Branislav Lainovic - known as "Dugi" or The Long One - was killed by automatic gunfire at the exit of the Hotel Serbia.

The incident is the latest in a series of high-profile killings, most of which remain unsolved.

Life in Serbia has become extremely risky

Zorin Djindjic, Democratic Party leader
In January, Serbia's notorious warlord Zeljko Raznjatovic, also known as Arkan, was killed in a Belgrade hotel.

Weeks later, Yugoslav Defence Minister Pavle Bulatovic was also gunned down in a restaurant.

Serbia's Beta news agency on Monday reported that witnesses heard three shots and then saw a young man running away.

Lainovic's shooting brought condemnation from several opposition figures.

Zoran Djindjic, leader of the Democratic Party, said the killing was "the latest proof that life in Serbia has become extremely risky".

Arkan critic

Lainovic was believed to control the crime network in the northern city of Novi Sad, about 60 km (40 miles) north of Belgrade.

Lainovic was a former commander of the paramilitary group Serb Guard
He was also a former commander of the Serb Guard, a paramilitary group organised by opposition Serbian Renewal Movement which fought on the side of the Serbs in Croatia at the start of the war there in 1991.

Lainovic was himself called in for questioning by police earlier this month in connection with Arkan's murder.

In a recent newspaper interview, he said he saluted anyone who went to war for Serbia but he was aware of Arkan's responsibility for many deaths.

"I know very well how much pain he caused to others," he told the newspaper Blic.

"I cannot understand written praise of someone who violated Orthodox church canons, but also human and moral canons," he added.

Lainovic had also made a number of political statements in recent weeks.

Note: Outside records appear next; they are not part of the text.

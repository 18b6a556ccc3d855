// Tests for service configuration loading

use tempfile::TempDir;
use viva::Config;

const SAMPLE: &str = r#"
[service]
name = "viva"

[service.http]
bind = "127.0.0.1"
port = 8787

[nats]
url = "nats://localhost:4222"

[audio]
capture_sample_rate = 16000
capture_block_samples = 4096
playback_sample_rate = 24000

[agent]
voice = "Puck"
open_timeout_secs = 10
completion_timeout_secs = 30
grace_period_ms = 800
"#;

#[test]
fn test_config_loads_from_toml() {
    let dir = TempDir::new().unwrap();
    let path = dir.path().join("viva.toml");
    std::fs::write(&path, SAMPLE).unwrap();

    let name = dir.path().join("viva");
    let cfg = Config::load(name.to_str().unwrap()).expect("config should load");

    assert_eq!(cfg.service.name, "viva");
    assert_eq!(cfg.service.http.port, 8787);
    assert_eq!(cfg.nats.url, "nats://localhost:4222");
    assert_eq!(cfg.audio.capture_sample_rate, 16000);
    assert_eq!(cfg.audio.playback_sample_rate, 24000);
    assert_eq!(cfg.agent.voice, "Puck");
    assert_eq!(cfg.agent.open_timeout().as_secs(), 10);
    assert_eq!(cfg.agent.completion_timeout().as_secs(), 30);
    assert_eq!(cfg.agent.grace_period().as_millis(), 800);
}

#[test]
fn test_missing_config_fails() {
    assert!(Config::load("/nonexistent/viva").is_err());
}

#[test]
fn test_incomplete_config_fails() {
    let dir = TempDir::new().unwrap();
    let path = dir.path().join("viva.toml");
    std::fs::write(&path, "[service]\nname = \"viva\"\n").unwrap();

    let name = dir.path().join("viva");
    assert!(Config::load(name.to_str().unwrap()).is_err());
}
use crate::audio::CaptureConfig;
use crate::position::JobPosition;
use std::time::Duration;

/// Configuration for one interview session
#[derive(Debug, Clone)]
pub struct SessionConfig {
    /// Unique session identifier (e.g., "iv-7f3b...")
    pub session_id: String,

    /// The job opening the candidate is interviewing for; drives the
    /// interviewer system instruction.
    pub position: JobPosition,

    /// Voice profile for the agent's synthesized speech.
    pub voice: String,

    /// Microphone capture settings (the agent expects 16kHz mono).
    pub capture: CaptureConfig,

    /// Sample rate of agent speech segments (24kHz).
    pub playback_sample_rate: u32,

    /// How long to wait for the agent to acknowledge a session open before
    /// failing instead of hanging.
    pub open_timeout: Duration,

    /// Grace window after a soft stop, letting trailing partial transcripts
    /// and the final turn-complete arrive before the session closes.
    pub grace_period: Duration,
}

impl SessionConfig {
    pub fn new(position: JobPosition) -> Self {
        Self {
            session_id: format!("iv-{}", uuid::Uuid::new_v4()),
            position,
            voice: "Puck".to_string(),
            capture: CaptureConfig::default(),
            playback_sample_rate: 24000,
            open_timeout: Duration::from_secs(10),
            grace_period: Duration::from_millis(800),
        }
    }
}
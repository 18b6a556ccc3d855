//! Vendor-neutral boundary to the remote interview agent.
//!
//! The session controller only ever sees these traits and types; the NATS
//! adapter in [`super::nats`] is one implementation, test doubles are another.

use crate::error::Result;
use crate::transcript::Speaker;
use tokio::sync::{mpsc, watch};

/// Everything the remote agent can tell us during a streaming session.
#[derive(Debug, Clone, PartialEq)]
pub enum AgentEvent {
    /// Incremental speech-to-text fragment of the candidate's utterance.
    PartialUserTranscript { text: String },
    /// Incremental transcript fragment of the agent's spoken reply.
    PartialAgentTranscript { text: String },
    /// Decoded agent speech ready for playback.
    AudioChunk { samples: Vec<i16>, sample_rate: u32 },
    /// The current exchange is finished; committed transcripts follow from
    /// the accumulated partials.
    TurnComplete,
    /// The candidate started speaking over the agent (barge-in).
    Interrupted,
    /// Transport or agent failure; terminal for the session.
    Error { reason: String },
    /// The agent closed the session.
    Closed,
}

/// Output the agent is asked to produce.
#[derive(Debug, Clone, Copy, PartialEq, Eq)]
pub enum OutputModality {
    Audio,
}

impl OutputModality {
    pub fn as_str(&self) -> &'static str {
        match self {
            OutputModality::Audio => "audio",
        }
    }
}

/// Parameters for opening a streaming session.
#[derive(Debug, Clone)]
pub struct SessionOpenOptions {
    pub session_id: String,
    pub system_instruction: String,
    pub output_modality: OutputModality,
    /// Voice profile for synthesized agent speech.
    pub voice: String,
    pub input_sample_rate: u32,
}

/// One quantized microphone frame headed for the agent.
#[derive(Debug, Clone)]
pub struct OutboundFrame {
    pub samples: Vec<i16>,
    pub sample_rate: u32,
}

/// Signals the transport tasks of an open session to shut down.
pub struct CloseHandle {
    tx: watch::Sender<bool>,
}

impl CloseHandle {
    pub fn close(&self) {
        let _ = self.tx.send(true);
    }
}

/// Create the close signal pair shared by a session's transport tasks.
pub fn close_channel() -> (CloseHandle, watch::Receiver<bool>) {
    let (tx, rx) = watch::channel(false);
    (CloseHandle { tx }, rx)
}

/// An open streaming session with the remote agent.
///
/// Frames go out through a bounded channel (senders must `try_send` and drop
/// on backpressure rather than buffer without bound); events come back in
/// arrival order.
pub struct AgentSession {
    pub frames: mpsc::Sender<OutboundFrame>,
    pub events: mpsc::Receiver<AgentEvent>,
    pub close: CloseHandle,
}

impl AgentSession {
    pub fn split(
        self,
    ) -> (
        mpsc::Sender<OutboundFrame>,
        mpsc::Receiver<AgentEvent>,
        CloseHandle,
    ) {
        (self.frames, self.events, self.close)
    }
}

/// Streaming side of the remote agent.
#[async_trait::async_trait]
pub trait RealtimeAgent: Send + Sync {
    /// Open a bidirectional streaming session.
    ///
    /// Implementations must fail with a `Connection` error rather than hang
    /// when the remote side does not acknowledge the open.
    async fn open(&self, opts: SessionOpenOptions) -> Result<AgentSession>;
}

/// One ordered turn of the conversation for the non-streaming path.
#[derive(Debug, Clone)]
pub struct CompletionTurn {
    pub speaker: Speaker,
    pub text: String,
}

/// Non-streaming request/response side of the remote agent.
#[async_trait::async_trait]
pub trait CompletionAgent: Send + Sync {
    /// Send the full ordered conversation and receive exactly one reply.
    async fn complete(&self, system_instruction: &str, turns: &[CompletionTurn])
        -> Result<String>;
}
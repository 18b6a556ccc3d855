// Tests for transcript assembly and the append-only conversation log
//
// These cover the turn-commit rules: cumulative delta concatenation, trim,
// the at-most-one-message-per-speaker-per-turn guarantee, and de-duplication
// of redelivered user utterances.

use viva::transcript::{ConversationMessage, Speaker, TranscriptAssembler, TranscriptLog};

#[tokio::test]
async fn test_user_deltas_commit_as_single_message() {
    // Mic input "介绍一下你自己" arriving as three partial deltas
    let log = TranscriptLog::new();
    let mut assembler = TranscriptAssembler::new();

    assembler.push_user("介绍");
    assembler.push_user("一下");
    assembler.push_user("你自己");
    assert_eq!(assembler.user_preview(), "介绍一下你自己");

    let appended = assembler.commit(&log).await;

    assert_eq!(appended, 1);
    let messages = log.snapshot().await;
    assert_eq!(messages.len(), 1);
    assert_eq!(messages[0].speaker, Speaker::User);
    assert_eq!(messages[0].text, "介绍一下你自己");
}

#[tokio::test]
async fn test_turn_commits_user_and_agent_in_order() {
    let log = TranscriptLog::new();
    let mut assembler = TranscriptAssembler::new();

    assembler.push_user("我有五年工作经验");
    assembler.push_agent("好的，");
    assembler.push_agent("请具体介绍一个项目。");

    let appended = assembler.commit(&log).await;

    assert_eq!(appended, 2);
    let messages = log.snapshot().await;
    assert_eq!(messages.len(), 2);
    assert_eq!(messages[0].speaker, Speaker::User);
    assert_eq!(messages[1].speaker, Speaker::Agent);
    assert_eq!(messages[1].text, "好的，请具体介绍一个项目。");
}

#[tokio::test]
async fn test_empty_turn_is_a_noop() {
    let log = TranscriptLog::new();
    let mut assembler = TranscriptAssembler::new();

    assert_eq!(assembler.commit(&log).await, 0);
    assert!(log.is_empty().await);

    // Whitespace-only accumulators trim to empty and are also dropped
    assembler.push_user("   ");
    assembler.push_agent("\n");
    assert_eq!(assembler.commit(&log).await, 0);
    assert!(log.is_empty().await);
}

#[tokio::test]
async fn test_redelivered_user_text_is_deduplicated() {
    let log = TranscriptLog::new();
    let mut assembler = TranscriptAssembler::new();

    assembler.push_user("你好");
    assert_eq!(assembler.commit(&log).await, 1);

    // The same utterance redelivered in the next turn must not double-append
    assembler.push_user("你好");
    assert_eq!(assembler.commit(&log).await, 0);

    let messages = log.snapshot().await;
    assert_eq!(messages.len(), 1);
}

#[tokio::test]
async fn test_dedup_is_exact_match_only() {
    // A trailing-punctuation variant is a different utterance and is kept
    let log = TranscriptLog::new();
    let mut assembler = TranscriptAssembler::new();

    assembler.push_user("好");
    assembler.commit(&log).await;
    assembler.push_user("好。");
    assembler.commit(&log).await;

    assert_eq!(log.len().await, 2);
}

#[tokio::test]
async fn test_dedup_checks_most_recent_message_of_any_speaker() {
    let log = TranscriptLog::new();
    log.append(ConversationMessage::new(Speaker::User, "你好")).await;
    log.append(ConversationMessage::new(Speaker::Agent, "请继续。")).await;

    // The last appended message is the agent's, so the user text no longer
    // matches and is appended again
    let appended = log.commit_turn("你好", "").await;
    assert_eq!(appended, 1);
    assert_eq!(log.len().await, 3);
}

#[tokio::test]
async fn test_commit_trims_before_appending() {
    let log = TranscriptLog::new();
    let appended = log.commit_turn("  你好  ", " 欢迎。 ").await;

    assert_eq!(appended, 2);
    let messages = log.snapshot().await;
    assert_eq!(messages[0].text, "你好");
    assert_eq!(messages[1].text, "欢迎。");
}

#[tokio::test]
async fn test_accumulators_reset_after_commit() {
    let log = TranscriptLog::new();
    let mut assembler = TranscriptAssembler::new();

    assembler.push_user("第一轮");
    assembler.commit(&log).await;
    assert_eq!(assembler.user_preview(), "");

    assembler.push_user("第二轮");
    assembler.commit(&log).await;

    let messages = log.snapshot().await;
    assert_eq!(messages.len(), 2);
    assert_eq!(messages[1].text, "第二轮");
}

#[tokio::test]
async fn test_reset_discards_uncommitted_text() {
    let log = TranscriptLog::new();
    let mut assembler = TranscriptAssembler::new();

    assembler.push_user("没说完的");
    assembler.reset();
    assert_eq!(assembler.commit(&log).await, 0);
    assert!(log.is_empty().await);
}

#[tokio::test]
async fn test_agent_only_turn() {
    // An opening question with no user speech commits one agent message
    let log = TranscriptLog::new();
    let appended = log.commit_turn("", "请介绍一下你自己。").await;

    assert_eq!(appended, 1);
    let messages = log.snapshot().await;
    assert_eq!(messages[0].speaker, Speaker::Agent);
}

#[tokio::test]
async fn test_last_text() {
    let log = TranscriptLog::new();
    assert_eq!(log.last_text().await, None);

    log.append(ConversationMessage::new(Speaker::User, "你好")).await;
    assert_eq!(log.last_text().await.as_deref(), Some("你好"));
}
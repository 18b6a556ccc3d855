// Tests for the job position catalog and interviewer prompts

use viva::position;

#[test]
fn test_catalog_positions_are_complete() {
    let catalog = position::catalog();
    assert_eq!(catalog.len(), 2);
    for pos in &catalog {
        assert!(!pos.title.is_empty());
        assert!(!pos.department.is_empty());
        assert!(!pos.requirements.is_empty());
    }
}

#[test]
fn test_find_by_id() {
    let pos = position::find("p1").expect("p1 exists");
    assert_eq!(pos.title, "5G 网络优化工程师");

    assert!(position::find("p999").is_none());
}

#[test]
fn test_interviewer_instruction_names_the_position() {
    let pos = position::find("p2").unwrap();
    let instruction = pos.interviewer_instruction();
    assert!(instruction.contains("数字化转型客户经理"));
    assert!(instruction.contains("实时语音面试"));

    let completion = pos.completion_instruction();
    assert!(completion.contains("数字化转型客户经理"));
}

#[test]
fn test_opening_greeting_is_seeded_text() {
    assert!(position::OPENING_GREETING.contains("AI 面试官"));
}
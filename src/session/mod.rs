//! Interview session management
//!
//! This module provides the `InterviewSession` abstraction that manages:
//! - Microphone capture and PCM16 frame forwarding
//! - The streaming connection to the remote interview agent
//! - Transcript assembly into the conversation log
//! - Gapless playback of agent speech with barge-in interruption
//! - Session lifecycle and statistics
//!
//! plus the `TextTurnHandler` for the non-streaming typed-answer path.

mod config;
mod session;
mod stats;
mod text_turn;

pub use config::SessionConfig;
pub use session::{InterviewSession, SessionState};
pub use stats::SessionStats;
pub use text_turn::TextTurnHandler;
use chrono::{DateTime, Utc};
use serde::{Deserialize, Serialize};
use std::sync::Arc;
use tokio::sync::Mutex;

/// Who said a line in the interview.
#[derive(Debug, Clone, Copy, PartialEq, Eq, Serialize, Deserialize)]
#[serde(rename_all = "lowercase")]
pub enum Speaker {
    User,
    Agent,
}

/// A single committed line of the interview transcript.
///
/// Messages are never mutated or deleted once appended; append order is the
/// canonical transcript order.
#[derive(Debug, Clone, Serialize, Deserialize)]
pub struct ConversationMessage {
    pub speaker: Speaker,
    pub text: String,
    pub timestamp: DateTime<Utc>,
}

impl ConversationMessage {
    pub fn new(speaker: Speaker, text: impl Into<String>) -> Self {
        Self {
            speaker,
            text: text.into(),
            timestamp: Utc::now(),
        }
    }
}

/// Append-only conversation log shared between the streaming session and the
/// text turn path.
///
/// The only mutation is appending: the assembler commits finished turns, the
/// text turn handler appends one user message and at most one reply. All
/// writers go through this handle, so ordering is the lock acquisition order.
#[derive(Clone, Default)]
pub struct TranscriptLog {
    messages: Arc<Mutex<Vec<ConversationMessage>>>,
}

impl TranscriptLog {
    pub fn new() -> Self {
        Self::default()
    }

    /// Append one message unconditionally.
    pub async fn append(&self, message: ConversationMessage) {
        self.messages.lock().await.push(message);
    }

    /// Commit one finished turn.
    ///
    /// Trims both texts; appends a user message only when non-empty and
    /// different from the most recently appended message's text (the remote
    /// side occasionally redelivers the same user utterance across rapid
    /// consecutive turns), then an agent message when non-empty. Returns how
    /// many messages were appended; both sides empty is a no-op.
    pub async fn commit_turn(&self, user_text: &str, agent_text: &str) -> usize {
        let user_text = user_text.trim();
        let agent_text = agent_text.trim();

        let mut messages = self.messages.lock().await;
        let mut appended = 0;

        if !user_text.is_empty() {
            let duplicate = messages
                .last()
                .is_some_and(|last| last.text == user_text);
            if !duplicate {
                messages.push(ConversationMessage::new(Speaker::User, user_text));
                appended += 1;
            }
        }

        if !agent_text.is_empty() {
            messages.push(ConversationMessage::new(Speaker::Agent, agent_text));
            appended += 1;
        }

        appended
    }

    /// Snapshot of the full transcript, in append order.
    pub async fn snapshot(&self) -> Vec<ConversationMessage> {
        self.messages.lock().await.clone()
    }

    pub async fn len(&self) -> usize {
        self.messages.lock().await.len()
    }

    pub async fn is_empty(&self) -> bool {
        self.messages.lock().await.is_empty()
    }

    /// Text of the most recently appended message, if any.
    pub async fn last_text(&self) -> Option<String> {
        self.messages.lock().await.last().map(|m| m.text.clone())
    }
}
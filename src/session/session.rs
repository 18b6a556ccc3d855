use super::config::SessionConfig;
use super::stats::SessionStats;
use crate::agent::{
    AgentEvent, CloseHandle, OutboundFrame, OutputModality, RealtimeAgent, SessionOpenOptions,
};
use crate::audio::{pcm, AudioSegment, CaptureBackend, PlaybackPipeline};
use crate::error::{Result, SessionError};
use crate::transcript::{TranscriptAssembler, TranscriptLog};
use chrono::Utc;
use serde::Serialize;
use std::sync::atomic::{AtomicUsize, Ordering};
use std::sync::Arc;
use tokio::sync::{watch, Mutex};
use tokio::task::JoinHandle;
use tracing::{debug, error, info, warn};

/// Lifecycle of one interview session, owned solely by the controller.
#[derive(Debug, Clone, Copy, PartialEq, Eq, Serialize)]
#[serde(rename_all = "snake_case")]
pub enum SessionState {
    Idle,
    Connecting,
    Listening,
    Stopping,
    Closed,
}

/// An interview session that manages microphone capture, the streaming agent
/// connection, transcript assembly and agent speech playback.
///
/// One controller per interview: constructed when the candidate enters the
/// room, closed exactly once on every exit path (normal stop, transport
/// error, or teardown). There is no automatic reconnection; after `Closed`
/// a fresh session must be created.
pub struct InterviewSession {
    /// Session configuration
    config: SessionConfig,

    /// Streaming side of the remote interview agent
    agent: Arc<dyn RealtimeAgent>,

    /// Shared conversation log (also written by the text turn path)
    log: TranscriptLog,

    /// Lifecycle state; the controller is the only writer
    state: watch::Sender<SessionState>,

    /// Live microphone level (0..1) for UI feedback
    volume: watch::Sender<f32>,

    /// Uncommitted user transcript for live interim display
    interim: watch::Sender<String>,

    /// Soft-stop signal: detaches the capture pipeline immediately
    detach: watch::Sender<bool>,

    /// Hard-stop signal for the event consumer task
    shutdown: watch::Sender<bool>,

    /// Close handle for the open agent connection
    agent_close: Mutex<Option<CloseHandle>>,

    /// Running capture / event tasks, awaited during close
    tasks: Mutex<Vec<JoinHandle<()>>>,

    /// When the session was created
    started_at: chrono::DateTime<Utc>,

    /// Frames forwarded to the agent
    frames_sent: Arc<AtomicUsize>,

    /// Frames dropped because the transport was not ready
    frames_dropped: Arc<AtomicUsize>,

    /// Terminal transport error, if one ended the session
    last_error: Arc<Mutex<Option<String>>>,
}

impl InterviewSession {
    pub fn new(config: SessionConfig, agent: Arc<dyn RealtimeAgent>, log: TranscriptLog) -> Self {
        let (state, _) = watch::channel(SessionState::Idle);
        let (volume, _) = watch::channel(0.0);
        let (interim, _) = watch::channel(String::new());
        let (detach, _) = watch::channel(false);
        let (shutdown, _) = watch::channel(false);

        Self {
            config,
            agent,
            log,
            state,
            volume,
            interim,
            detach,
            shutdown,
            agent_close: Mutex::new(None),
            tasks: Mutex::new(Vec::new()),
            started_at: Utc::now(),
            frames_sent: Arc::new(AtomicUsize::new(0)),
            frames_dropped: Arc::new(AtomicUsize::new(0)),
            last_error: Arc::new(Mutex::new(None)),
        }
    }

    /// Open the streaming session and start both pipelines.
    ///
    /// Fails with `Connection` when the agent does not acknowledge within the
    /// configured open timeout, and with `DeviceUnavailable` when the
    /// microphone cannot be acquired; both leave the session `Closed`.
    pub async fn start(
        &self,
        mut capture: Box<dyn CaptureBackend>,
        playback: PlaybackPipeline,
    ) -> Result<()> {
        let mut transitioned = false;
        self.state.send_if_modified(|s| {
            if *s == SessionState::Idle {
                *s = SessionState::Connecting;
                transitioned = true;
                true
            } else {
                false
            }
        });
        if !transitioned {
            warn!("Session {} already started", self.config.session_id);
            return Ok(());
        }

        info!("Opening interview session: {}", self.config.session_id);

        let opts = SessionOpenOptions {
            session_id: self.config.session_id.clone(),
            system_instruction: self.config.position.interviewer_instruction(),
            output_modality: OutputModality::Audio,
            voice: self.config.voice.clone(),
            input_sample_rate: self.config.capture.sample_rate,
        };

        let opened = tokio::time::timeout(self.config.open_timeout, self.agent.open(opts)).await;
        let agent_session = match opened {
            Ok(Ok(session)) => session,
            Ok(Err(e)) => {
                self.fail(&e).await;
                return Err(e);
            }
            Err(_) => {
                let e = SessionError::connection(format!(
                    "no session acknowledgement within {:?}",
                    self.config.open_timeout
                ));
                self.fail(&e).await;
                return Err(e);
            }
        };
        let (frames, events, agent_close) = agent_session.split();

        let block_rx = match capture.start().await {
            Ok(rx) => rx,
            Err(e) => {
                agent_close.close();
                self.fail(&e).await;
                return Err(e);
            }
        };
        *self.agent_close.lock().await = Some(agent_close);

        let _ = self.state.send(SessionState::Listening);
        info!("Interview session {} is listening", self.config.session_id);

        // Capture task: quantize blocks, report levels, forward frames FIFO.
        // Frames are dropped with a warning when the transport lags.
        let volume = self.volume.clone();
        let frames_sent = Arc::clone(&self.frames_sent);
        let frames_dropped = Arc::clone(&self.frames_dropped);
        let mut detach_rx = self.detach.subscribe();
        let capture_task = tokio::spawn(async move {
            debug!("Capture task started");
            let mut block_rx = block_rx;
            loop {
                tokio::select! {
                    changed = detach_rx.changed() => {
                        if changed.is_err() || *detach_rx.borrow() {
                            break;
                        }
                    }
                    maybe = block_rx.recv() => {
                        let Some(block) = maybe else { break };
                        let _ = volume.send(pcm::rms_level(&block.samples));
                        let frame = OutboundFrame {
                            samples: pcm::quantize(&block.samples),
                            sample_rate: block.sample_rate,
                        };
                        use tokio::sync::mpsc::error::TrySendError;
                        match frames.try_send(frame) {
                            Ok(()) => {
                                frames_sent.fetch_add(1, Ordering::Relaxed);
                            }
                            Err(TrySendError::Full(_)) => {
                                frames_dropped.fetch_add(1, Ordering::Relaxed);
                                warn!("Dropping capture frame: transport not ready");
                            }
                            Err(TrySendError::Closed(_)) => break,
                        }
                    }
                }
            }
            let _ = volume.send(0.0);
            // Teardown is best-effort; the device may already be gone.
            if let Err(e) = capture.stop().await {
                debug!("Capture backend stop: {}", e);
            }
            debug!("Capture task stopped");
        });

        // Event task: the single consumer of agent events, and the single
        // writer of the assembler and the playback pipeline.
        let log = self.log.clone();
        let interim = self.interim.clone();
        let state = self.state.clone();
        let detach = self.detach.clone();
        let last_error = Arc::clone(&self.last_error);
        let mut shutdown_rx = self.shutdown.subscribe();
        let session_id = self.config.session_id.clone();
        let event_task = tokio::spawn(async move {
            debug!("Event task started");
            let mut events = events;
            let mut playback = playback;
            let mut assembler = TranscriptAssembler::new();
            loop {
                tokio::select! {
                    changed = shutdown_rx.changed() => {
                        if changed.is_err() || *shutdown_rx.borrow() {
                            break;
                        }
                    }
                    maybe = events.recv() => {
                        let Some(event) = maybe else {
                            debug!("Agent event stream ended");
                            break;
                        };
                        match event {
                            AgentEvent::PartialUserTranscript { text } => {
                                assembler.push_user(&text);
                                let _ = interim.send(assembler.user_preview().to_string());
                            }
                            AgentEvent::PartialAgentTranscript { text } => {
                                assembler.push_agent(&text);
                            }
                            AgentEvent::AudioChunk { samples, sample_rate } => {
                                let segment = AudioSegment::new(samples, sample_rate);
                                if let Err(e) = playback.enqueue(segment) {
                                    warn!("Dropping agent audio: {}", e);
                                }
                            }
                            AgentEvent::TurnComplete => {
                                let appended = assembler.commit(&log).await;
                                if appended > 0 {
                                    debug!("Turn committed ({} messages)", appended);
                                }
                                let _ = interim.send(String::new());
                            }
                            AgentEvent::Interrupted => {
                                playback.interrupt();
                            }
                            AgentEvent::Error { reason } => {
                                error!("Agent error on session {}: {}", session_id, reason);
                                *last_error.lock().await = Some(reason);
                                break;
                            }
                            AgentEvent::Closed => {
                                debug!("Agent closed session {}", session_id);
                                break;
                            }
                        }
                    }
                }
            }
            // Terminal: halt playback, detach capture, mark closed. No
            // further events are processed past this point.
            playback.close();
            let _ = detach.send(true);
            let _ = interim.send(String::new());
            let _ = state.send(SessionState::Closed);
            debug!("Event task stopped");
        });

        let mut tasks = self.tasks.lock().await;
        tasks.push(capture_task);
        tasks.push(event_task);

        Ok(())
    }

    /// Soft stop: detach the microphone now, then give in-flight partial
    /// transcripts and the final turn-complete a bounded grace window before
    /// closing. The wait ends early if the session closes first.
    pub async fn stop(&self) {
        let current = *self.state.borrow();
        if matches!(current, SessionState::Idle | SessionState::Closed) {
            self.close().await;
            return;
        }

        info!("Stopping interview session: {}", self.config.session_id);

        self.state.send_if_modified(|s| {
            if matches!(*s, SessionState::Connecting | SessionState::Listening) {
                *s = SessionState::Stopping;
                true
            } else {
                false
            }
        });
        let _ = self.detach.send(true);

        let mut state_rx = self.state.subscribe();
        let _ = tokio::time::timeout(
            self.config.grace_period,
            state_rx.wait_for(|s| *s == SessionState::Closed),
        )
        .await;

        self.close().await;
    }

    /// Hard stop: immediate teardown of capture, playback and the transport.
    /// Idempotent; resources are released exactly once.
    pub async fn close(&self) {
        let _ = self.detach.send(true);
        let _ = self.shutdown.send(true);
        if let Some(handle) = self.agent_close.lock().await.take() {
            handle.close();
        }

        let mut tasks = self.tasks.lock().await;
        for task in tasks.drain(..) {
            if let Err(e) = task.await {
                error!("Session task panicked: {}", e);
            }
        }
        drop(tasks);

        self.state.send_if_modified(|s| {
            if *s != SessionState::Closed {
                *s = SessionState::Closed;
                true
            } else {
                false
            }
        });
    }

    pub fn session_id(&self) -> &str {
        &self.config.session_id
    }

    pub fn state(&self) -> SessionState {
        *self.state.borrow()
    }

    /// Observe lifecycle transitions.
    pub fn state_watch(&self) -> watch::Receiver<SessionState> {
        self.state.subscribe()
    }

    /// Live microphone level for UI feedback.
    pub fn volume_watch(&self) -> watch::Receiver<f32> {
        self.volume.subscribe()
    }

    /// Live uncommitted user transcript.
    pub fn interim_watch(&self) -> watch::Receiver<String> {
        self.interim.subscribe()
    }

    pub fn log(&self) -> &TranscriptLog {
        &self.log
    }

    /// The transport error that ended the session, if any.
    pub async fn last_error(&self) -> Option<String> {
        self.last_error.lock().await.clone()
    }

    /// Get current session statistics
    pub async fn stats(&self) -> SessionStats {
        let duration = Utc::now().signed_duration_since(self.started_at);
        SessionStats {
            state: self.state(),
            started_at: self.started_at,
            duration_secs: duration.num_milliseconds() as f64 / 1000.0,
            frames_sent: self.frames_sent.load(Ordering::Relaxed),
            frames_dropped: self.frames_dropped.load(Ordering::Relaxed),
            messages_count: self.log.len().await,
        }
    }

    /// Record a failure that ended the session before it was listening.
    async fn fail(&self, error: &SessionError) {
        *self.last_error.lock().await = Some(error.to_string());
        let _ = self.state.send(SessionState::Closed);
    }
}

Only days ago he called on all Serbian patriots to start a fight against the government as well as against the opposition, which he said had helped the regime stay in power.

Lainovic owned several hotels in Europe, including one in Marbella and one in Amsterdam, along with a Belgrade nightclub, a restaurant and a chain of kiosks.

He was also shot in a previous assassination attempt in 1992 but survived after spending more than a month in a Novi Sad hospital.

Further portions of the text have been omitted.